MAX Life & Axis Bank Tweak their Proposed JV Agreement

MAX Life & Axis Bank Tweak their Proposed JV Agreement

The deal between Axis Bank and Max Life Insurance will soon come to fruition! Both firms lately agreed to amend or remove clauses in their transaction that had earlier displeased the insurance regulator. According to the deal announced in April, Axis Bank was to raise its stake in Max Life from one to 30 percent for 1,592 crore at 28.61 a share, elevating their bancassurance partnership to a joint venture. Promoted by Analjit Singh, Max Financial holds 73.5 percent in Max Life while Japan-based Mitsui Sumitomo holds 25.5 percent and Axis Bank nearly 1 percent.

In June, the Insurance Regulatory and Development Authority of India raised concerns over four clauses in the merger agreement – a put option for Axis Bank to sell its stake; a possible merger of Max Life with its parent; placing an ‘observer’ in the Max Life board; and rights for one of the two companies to appoint auditors in Max Life. “Max Life and Axis have made significant alterations in their proposed JV agreement to secure regulatory approvals and expedite closure of the deal. Max Life and Axis Bank have erased some key clauses in their agreement in order to convince Irdai,” says one of the two people aware of the development.

A clause to list Max Life by merging it with listed parent Max Financial Services has been removed. This would have potentially violated Section 35 of the Insurance Act, 1938, under which an insurance company’s business cannot be merged into the business of a non-insurance firm. In 2016, Irdai blocked the merger of Max Life and HDFC Standard Life Insurance Co. Ltd on similar grounds, stating the deal structure, in which Max Life would first merge with Max Financial, violated Section 35, which bars an insurance company merging with a non-insurance firm.

“With this clause being deleted, Axis will have to rethink its plan to swap up its holdings from Max Life to Max Financial Services. Also, Axis Bank will now have to revisit its plan to exercise the put option in the agreement at a price of 294 per share of Max Life. This is because it was mentioned in the agreement that if Max Life fails to get listed, Axis would have the option to swap its holding and exercise the put option after 63 months of the deal being cleared by the regulators,” asserts this person.
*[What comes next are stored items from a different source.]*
impl OutboxRelay {
    /// Create a relay with default configuration.
    pub fn new(
        name: impl Into<String>,
        store: Arc<dyn OutboxStore>,
        mapper: Arc<dyn IntegrationEventMapper>,
        publisher: Arc<dyn EventPublisher>,
    ) -> Self {
        Self::with_config(name, store, mapper, publisher, OutboxRelayConfig::default())
    }

    pub fn with_config(
        name: impl Into<String>,
        store: Arc<dyn OutboxStore>,
        mapper: Arc<dyn IntegrationEventMapper>,
        publisher: Arc<dyn EventPublisher>,
        config: OutboxRelayConfig,
    ) -> Self {
        Self {
            name: name.into(),
            store,
            mapper,
            publisher,
            config,
        }
    }

    pub fn name(&self) -> &str {
        &self.name
    }

    /// Run until the shutdown signal is set or its sender is dropped.
    ///
    /// # Errors
    ///
    /// Returns `SchemaUnavailable` if the outbox never became reachable.
    /// Poll and cleanup failures are logged and the loop keeps going.
    pub async fn run(&self, mut shutdown: watch::Receiver<bool>) -> Result<(), RelayError> {
        self.wait_for_schema().await?;
        info!(relay = %self.name, "Outbox relay started");

        let signal = shutdown.clone();
        let mut poll = time::interval(self.config.poll_interval);
        poll.set_missed_tick_behavior(MissedTickBehavior::Delay);
        let mut cleanup = time::interval(self.config.cleanup_interval);
        cleanup.set_missed_tick_behavior(MissedTickBehavior::Delay);

        loop {
            tokio::select! {
                changed = shutdown.changed() => {
                    if changed.is_err() || *shutdown.borrow() {
                        info!(relay = %self.name, "Outbox relay stopped");
                        return Ok(());
                    }
                }

                _ = poll.tick() => {
                    match self.process_batch(Some(&signal)).await {
                        Ok(report) if !report.is_empty() => {
                            info!(
                                relay = %self.name,
                                claimed = report.claimed,
                                published = report.published,
                                failed = report.failed,
                                undecodable = report.undecodable,
                                "Outbox batch relayed"
                            );
                        }
                        Ok(_) => {}
                        Err(e) => warn!(relay = %self.name, error = %e, "Outbox poll failed"),
                    }
                }

                _ = cleanup.tick() => {
                    if let Err(e) = self.cleanup().await {
                        warn!(relay = %self.name, error = %e, "Outbox cleanup failed");
                    }
                }
            }
        }
    }

    /// Run exactly one poll cycle without a shutdown signal.
    pub async fn poll_once(&self) -> Result<RelayReport, DomainError> {
        self.process_batch(None).await
    }

    /// Claim and relay one batch, stopping early if `shutdown` is set.
    pub async fn process_batch(
        &self,
        shutdown: Option<&watch::Receiver<bool>>,
    ) -> Result<RelayReport, DomainError> {
        let records = self
            .store
            .claim_unprocessed(self.config.batch_size, self.config.claim_lease)
            .await?;

        let mut report = RelayReport {
            claimed: records.len(),
            ..RelayReport::default()
        };

        for record in records {
            if shutdown.is_some_and(|s| *s.borrow()) {
                report.interrupted = true;
                break;
            }
            self.relay_row(record, &mut report).await?;
        }

        Ok(report)
    }

    /// Delete processed rows older than the retention window.
    pub async fn cleanup(&self) -> Result<u64, DomainError> {
        let retention = i64::try_from(self.config.retention.as_secs()).unwrap_or(i64::MAX);
        let cutoff = Timestamp::now().plus_secs(retention.saturating_neg());
        let removed = self.store.cleanup_processed(cutoff).await?;
        if removed > 0 {
            info!(relay = %self.name, removed, "Outbox retention cleanup");
        }
        Ok(removed)
    }

    async fn wait_for_schema(&self) -> Result<(), RelayError> {
        let max_attempts = self.config.schema_max_attempts.max(1);
        let mut attempt = 0;
        loop {
            attempt += 1;
            match self.store.schema_ready().await {
                Ok(()) => return Ok(()),
                Err(e) if attempt >= max_attempts => {
                    error!(
                        relay = %self.name,
                        attempts = attempt,
                        error = %e,
                        "Outbox schema unavailable, relay giving up"
                    );
                    return Err(RelayError::SchemaUnavailable {
                        attempts: attempt,
                        last_error: e,
                    });
                }
                Err(e) => {
                    warn!(
                        relay = %self.name,
                        attempt,
                        max_attempts,
                        error = %e,
                        "Outbox schema not ready, retrying"
                    );
                    time::sleep(self.config.schema_retry_delay).await;
                }
            }
        }
    }

    async fn relay_row(
        &self,
        record: OutboxRecord,
        report: &mut RelayReport,
    ) -> Result<(), DomainError> {
        let event = match record.decode() {
            Ok(event) => event,
            Err(e) => {
                error!(
                    relay = %self.name,
                    event_id = %record.id,
                    event_type = %record.event_type,
                    error = %e,
                    "Undecodable outbox row"
                );
                self.store.record_error(&record.id, &e.to_string()).await?;
                report.undecodable += 1;
                return Ok(());
            }
        };

        let envelope = match self.mapper.map(&event).await.and_then(|integration| {
            integration.to_envelope(record.id).map_err(|e| {
                DomainError::new(
                    ErrorCode::InternalError,
                    format!("Failed to serialize {}: {}", integration.event_type(), e),
                )
            })
        }) {
            Ok(envelope) => envelope,
            Err(e) => {
                warn!(
                    relay = %self.name,
                    event_id = %record.id,
                    event_type = %event.event_type(),
                    error = %e,
                    "Failed to map outbox event"
                );
                self.store.record_error(&record.id, &e.to_string()).await?;
                report.failed += 1;
                return Ok(());
            }
        };

        let mut envelope = envelope
            .with_correlation_id(event.aggregate_id())
            .with_delivery_attempt(record.attempts);
        if let Some(cause) = event.causation_id() {
            envelope = envelope.with_causation_id(cause.to_string());
        }

        match self.publisher.publish(envelope).await {
            Ok(()) => {
                self.store.mark_processed(&record.id, Timestamp::now()).await?;
                debug!(
                    relay = %self.name,
                    event_id = %record.id,
                    attempt = record.attempts,
                    "Outbox row published"
                );
                report.published += 1;
            }
            Err(e) => {
                warn!(
                    relay = %self.name,
                    event_id = %record.id,
                    attempt = record.attempts,
                    error = %e,
                    "Failed to publish outbox row"
                );
                self.store.record_error(&record.id, &e.to_string()).await?;
                report.failed += 1;
            }
        }

        Ok(())
    }
}
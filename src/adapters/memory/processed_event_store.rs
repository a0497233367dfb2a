//! In-memory processed-event ledger.

use async_trait::async_trait;
use std::collections::HashMap;
use tokio::sync::RwLock;

use crate::domain::foundation::{DomainError, EventId, Timestamp};
use crate::ports::ProcessedEventStore;

/// (event id, handler name) pairs with the time they were recorded.
#[derive(Default)]
pub struct InMemoryProcessedEventStore {
    processed: RwLock<HashMap<(EventId, String), Timestamp>>,
}

impl InMemoryProcessedEventStore {
    pub fn new() -> Self {
        Self::default()
    }

    pub async fn len(&self) -> usize {
        self.processed.read().await.len()
    }

    pub async fn is_empty(&self) -> bool {
        self.processed.read().await.is_empty()
    }
}

#[async_trait]
impl ProcessedEventStore for InMemoryProcessedEventStore {
    async fn contains(&self, event_id: &EventId, handler_name: &str) -> Result<bool, DomainError> {
        Ok(self
            .processed
            .read()
            .await
            .contains_key(&(*event_id, handler_name.to_string())))
    }

    async fn mark_processed(
        &self,
        event_id: &EventId,
        handler_name: &str,
    ) -> Result<(), DomainError> {
        self.processed
            .write()
            .await
            .entry((*event_id, handler_name.to_string()))
            .or_insert_with(Timestamp::now);
        Ok(())
    }

    async fn delete_before(&self, timestamp: Timestamp) -> Result<u64, DomainError> {
        let mut processed = self.processed.write().await;
        let initial = processed.len();
        processed.retain(|_, at| !at.is_before(&timestamp));
        Ok((initial - processed.len()) as u64)
    }
}

#[cfg(test)]
mod tests {
    use super::*;

    #[tokio::test]
    async fn entries_are_per_handler() {
        let store = InMemoryProcessedEventStore::new();
        let id = EventId::new();

        store.mark_processed(&id, "MonthlyDistanceProjector").await.unwrap();

        assert!(store.contains(&id, "MonthlyDistanceProjector").await.unwrap());
        assert!(!store.contains(&id, "DailyGoalWatcher").await.unwrap());
    }

    #[tokio::test]
    async fn marking_twice_keeps_one_entry() {
        let store = InMemoryProcessedEventStore::new();
        let id = EventId::new();

        store.mark_processed(&id, "h").await.unwrap();
        store.mark_processed(&id, "h").await.unwrap();

        assert_eq!(store.len().await, 1);
    }

    #[tokio::test]
    async fn delete_before_drops_older_entries() {
        let store = InMemoryProcessedEventStore::new();
        store.mark_processed(&EventId::new(), "h").await.unwrap();

        let removed = store
            .delete_before(Timestamp::now().plus_secs(60))
            .await
            .unwrap();

        assert_eq!(removed, 1);
        assert!(store.is_empty().await);
    }
}
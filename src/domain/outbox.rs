//! Events that travel through an outbox table.
//!
//! `OutboxEvent` is the closed set of domain events a repository may append
//! to its outbox. The relay reads the stored `(event_type, payload)` pair back
//! through [`OutboxEvent::decode`], which matches the tag exhaustively.

use serde::de::DeserializeOwned;
use serde_json::Value as JsonValue;

use crate::domain::foundation::{DecodeError, DomainEvent, EventId, Timestamp};
use crate::domain::journey::{JourneyCreated, JourneyDeleted, JourneyEvent, JourneyUpdated};
use crate::domain::reward::DailyGoalAchieved;
use crate::domain::user::UserStatusChanged;

/// A domain event as persisted in an outbox row.
#[derive(Debug, Clone, PartialEq, Eq)]
pub enum OutboxEvent {
    JourneyCreated(JourneyCreated),
    JourneyUpdated(JourneyUpdated),
    JourneyDeleted(JourneyDeleted),
    UserStatusChanged(UserStatusChanged),
    DailyGoalAchieved(DailyGoalAchieved),
}

impl OutboxEvent {
    /// Rebuilds an event from a stored row.
    ///
    /// # Errors
    ///
    /// - `UnknownEventType` if `event_type` names no known event
    /// - `Malformed` if the payload does not match the event's shape
    pub fn decode(event_type: &str, payload: &JsonValue) -> Result<Self, DecodeError> {
        match event_type {
            JourneyCreated::EVENT_TYPE => parse(event_type, payload).map(Self::JourneyCreated),
            JourneyUpdated::EVENT_TYPE => parse(event_type, payload).map(Self::JourneyUpdated),
            JourneyDeleted::EVENT_TYPE => parse(event_type, payload).map(Self::JourneyDeleted),
            UserStatusChanged::EVENT_TYPE => {
                parse(event_type, payload).map(Self::UserStatusChanged)
            }
            DailyGoalAchieved::EVENT_TYPE => {
                parse(event_type, payload).map(Self::DailyGoalAchieved)
            }
            other => Err(DecodeError::UnknownEventType(other.to_string())),
        }
    }

    /// Serializes the event body for storage.
    pub fn payload(&self) -> Result<JsonValue, serde_json::Error> {
        match self {
            Self::JourneyCreated(e) => serde_json::to_value(e),
            Self::JourneyUpdated(e) => serde_json::to_value(e),
            Self::JourneyDeleted(e) => serde_json::to_value(e),
            Self::UserStatusChanged(e) => serde_json::to_value(e),
            Self::DailyGoalAchieved(e) => serde_json::to_value(e),
        }
    }

    /// The event that caused this one, for derived events.
    pub fn causation_id(&self) -> Option<EventId> {
        match self {
            Self::DailyGoalAchieved(e) => Some(e.source_event_id),
            _ => None,
        }
    }

    fn inner(&self) -> &dyn DomainEvent {
        match self {
            Self::JourneyCreated(e) => e,
            Self::JourneyUpdated(e) => e,
            Self::JourneyDeleted(e) => e,
            Self::UserStatusChanged(e) => e,
            Self::DailyGoalAchieved(e) => e,
        }
    }
}

fn parse<T: DeserializeOwned>(event_type: &str, payload: &JsonValue) -> Result<T, DecodeError> {
    T::deserialize(payload).map_err(|e| DecodeError::malformed(event_type, e))
}

impl DomainEvent for OutboxEvent {
    fn event_type(&self) -> &'static str {
        self.inner().event_type()
    }

    fn aggregate_id(&self) -> String {
        self.inner().aggregate_id()
    }

    fn aggregate_type(&self) -> &'static str {
        self.inner().aggregate_type()
    }

    fn occurred_at(&self) -> Timestamp {
        self.inner().occurred_at()
    }

    fn event_id(&self) -> EventId {
        self.inner().event_id()
    }
}

impl From<JourneyEvent> for OutboxEvent {
    fn from(event: JourneyEvent) -> Self {
        match event {
            JourneyEvent::Created(e) => Self::JourneyCreated(e),
            JourneyEvent::Updated(e) => Self::JourneyUpdated(e),
            JourneyEvent::Deleted(e) => Self::JourneyDeleted(e),
        }
    }
}

impl From<UserStatusChanged> for OutboxEvent {
    fn from(event: UserStatusChanged) -> Self {
        Self::UserStatusChanged(event)
    }
}

impl From<DailyGoalAchieved> for OutboxEvent {
    fn from(event: DailyGoalAchieved) -> Self {
        Self::DailyGoalAchieved(event)
    }
}
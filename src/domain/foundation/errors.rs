//! Error types for the domain layer.

use std::collections::HashMap;
use std::error::Error;
use std::fmt;
use thiserror::Error;

/// Errors that occur during value object construction.
#[derive(Debug, Clone, PartialEq, Eq, Error)]
pub enum ValidationError {
    #[error("Field '{field}' cannot be empty")]
    EmptyField { field: String },

    #[error("Field '{field}' must be between {min} and {max}, got {actual}")]
    OutOfRange {
        field: String,
        min: i64,
        max: i64,
        actual: i64,
    },

    #[error("Field '{field}' has invalid format: {reason}")]
    InvalidFormat { field: String, reason: String },
}

impl ValidationError {
    /// Creates an empty field validation error.
    pub fn empty_field(field: impl Into<String>) -> Self {
        ValidationError::EmptyField { field: field.into() }
    }

    /// Creates an out of range validation error.
    pub fn out_of_range(field: impl Into<String>, min: i64, max: i64, actual: i64) -> Self {
        ValidationError::OutOfRange {
            field: field.into(),
            min,
            max,
            actual,
        }
    }

    /// Creates an invalid format validation error.
    pub fn invalid_format(field: impl Into<String>, reason: impl Into<String>) -> Self {
        ValidationError::InvalidFormat {
            field: field.into(),
            reason: reason.into(),
        }
    }
}

/// Errors raised while turning a stored or received payload back into an event.
#[derive(Debug, Error)]
pub enum DecodeError {
    #[error("Unknown event type '{0}'")]
    UnknownEventType(String),

    #[error("Malformed payload for '{event_type}': {source}")]
    Malformed {
        event_type: String,
        #[source]
        source: serde_json::Error,
    },
}

impl DecodeError {
    /// Wraps a serde failure for `event_type`.
    pub fn malformed(event_type: impl Into<String>, source: serde_json::Error) -> Self {
        DecodeError::Malformed {
            event_type: event_type.into(),
            source,
        }
    }
}

/// Error codes organized by category.
#[derive(Debug, Clone, Copy, PartialEq, Eq, Hash)]
pub enum ErrorCode {
    // Validation errors
    ValidationFailed,

    // Not found errors
    JourneyNotFound,
    UserNotFound,

    // State errors
    InvalidStateTransition,
    ConcurrencyConflict,

    // Authorization errors
    Forbidden,

    // Event errors
    MalformedEvent,
    UnknownEventType,

    // Infrastructure errors
    DatabaseError,
    BrokerError,
    ExternalServiceError,
    InternalError,
}

impl fmt::Display for ErrorCode {
    fn fmt(&self, f: &mut fmt::Formatter<'_>) -> fmt::Result {
        let s = match self {
            ErrorCode::ValidationFailed => "VALIDATION_FAILED",
            ErrorCode::JourneyNotFound => "JOURNEY_NOT_FOUND",
            ErrorCode::UserNotFound => "USER_NOT_FOUND",
            ErrorCode::InvalidStateTransition => "INVALID_STATE_TRANSITION",
            ErrorCode::ConcurrencyConflict => "CONCURRENCY_CONFLICT",
            ErrorCode::Forbidden => "FORBIDDEN",
            ErrorCode::MalformedEvent => "MALFORMED_EVENT",
            ErrorCode::UnknownEventType => "UNKNOWN_EVENT_TYPE",
            ErrorCode::DatabaseError => "DATABASE_ERROR",
            ErrorCode::BrokerError => "BROKER_ERROR",
            ErrorCode::ExternalServiceError => "EXTERNAL_SERVICE_ERROR",
            ErrorCode::InternalError => "INTERNAL_ERROR",
        };
        write!(f, "{}", s)
    }
}

/// Standard domain error with code, message, and optional details.
#[derive(Debug, Clone)]
pub struct DomainError {
    pub code: ErrorCode,
    pub message: String,
    pub details: HashMap<String, String>,
}

impl DomainError {
    /// Creates a new domain error.
    pub fn new(code: ErrorCode, message: impl Into<String>) -> Self {
        Self {
            code,
            message: message.into(),
            details: HashMap::new(),
        }
    }

    /// Creates a validation error for a specific field.
    pub fn validation(field: impl Into<String>, message: impl Into<String>) -> Self {
        Self::new(ErrorCode::ValidationFailed, message).with_detail("field", field.into())
    }

    /// Creates a database error from any displayable source.
    pub fn database(context: &str, err: impl fmt::Display) -> Self {
        Self::new(ErrorCode::DatabaseError, format!("{}: {}", context, err))
    }

    /// Adds a detail to the error.
    pub fn with_detail(mut self, key: impl Into<String>, value: impl Into<String>) -> Self {
        self.details.insert(key.into(), value.into());
        self
    }

    /// True for failures that a later retry may clear (storage, broker or downstream outages).
    pub fn is_transient(&self) -> bool {
        matches!(
            self.code,
            ErrorCode::DatabaseError
                | ErrorCode::BrokerError
                | ErrorCode::ExternalServiceError
                | ErrorCode::InternalError
        )
    }
}

impl fmt::Display for DomainError {
    fn fmt(&self, f: &mut fmt::Formatter<'_>) -> fmt::Result {
        write!(f, "[{}] {}", self.code, self.message)
    }
}

impl Error for DomainError {}

impl From<ValidationError> for DomainError {
    fn from(err: ValidationError) -> Self {
        let field = match &err {
            ValidationError::EmptyField { field }
            | ValidationError::OutOfRange { field, .. }
            | ValidationError::InvalidFormat { field, .. } => field.clone(),
        };
        DomainError::validation(field, err.to_string())
    }
}

impl From<DecodeError> for DomainError {
    fn from(err: DecodeError) -> Self {
        let code = match &err {
            DecodeError::UnknownEventType(_) => ErrorCode::UnknownEventType,
            DecodeError::Malformed { .. } => ErrorCode::MalformedEvent,
        };
        DomainError::new(code, err.to_string())
    }
}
Irdai had also asked both firms to change a clause that empowers one of the two parties to appoint auditors in Max Life. “Now, in the revised deal, both parties have agreed to allow equal rights to Max Life and Axis Bank,” says the first person. Earlier, Axis had the right to appoint an observer in Max Life board meetings. Irdai said there was no provision in existing rules for an ‘observer’ in an insurance firm’s board meetings. The revised deal has dropped the provision for an observer. On the whole, the Axis-Max JV is expected to help Max Life’s distribution, like rivals SBI Life Insurance, ICICI Prudential Life Insurance and HDFC Life Insurance, all of which have either banks or NBFCs as JV partners.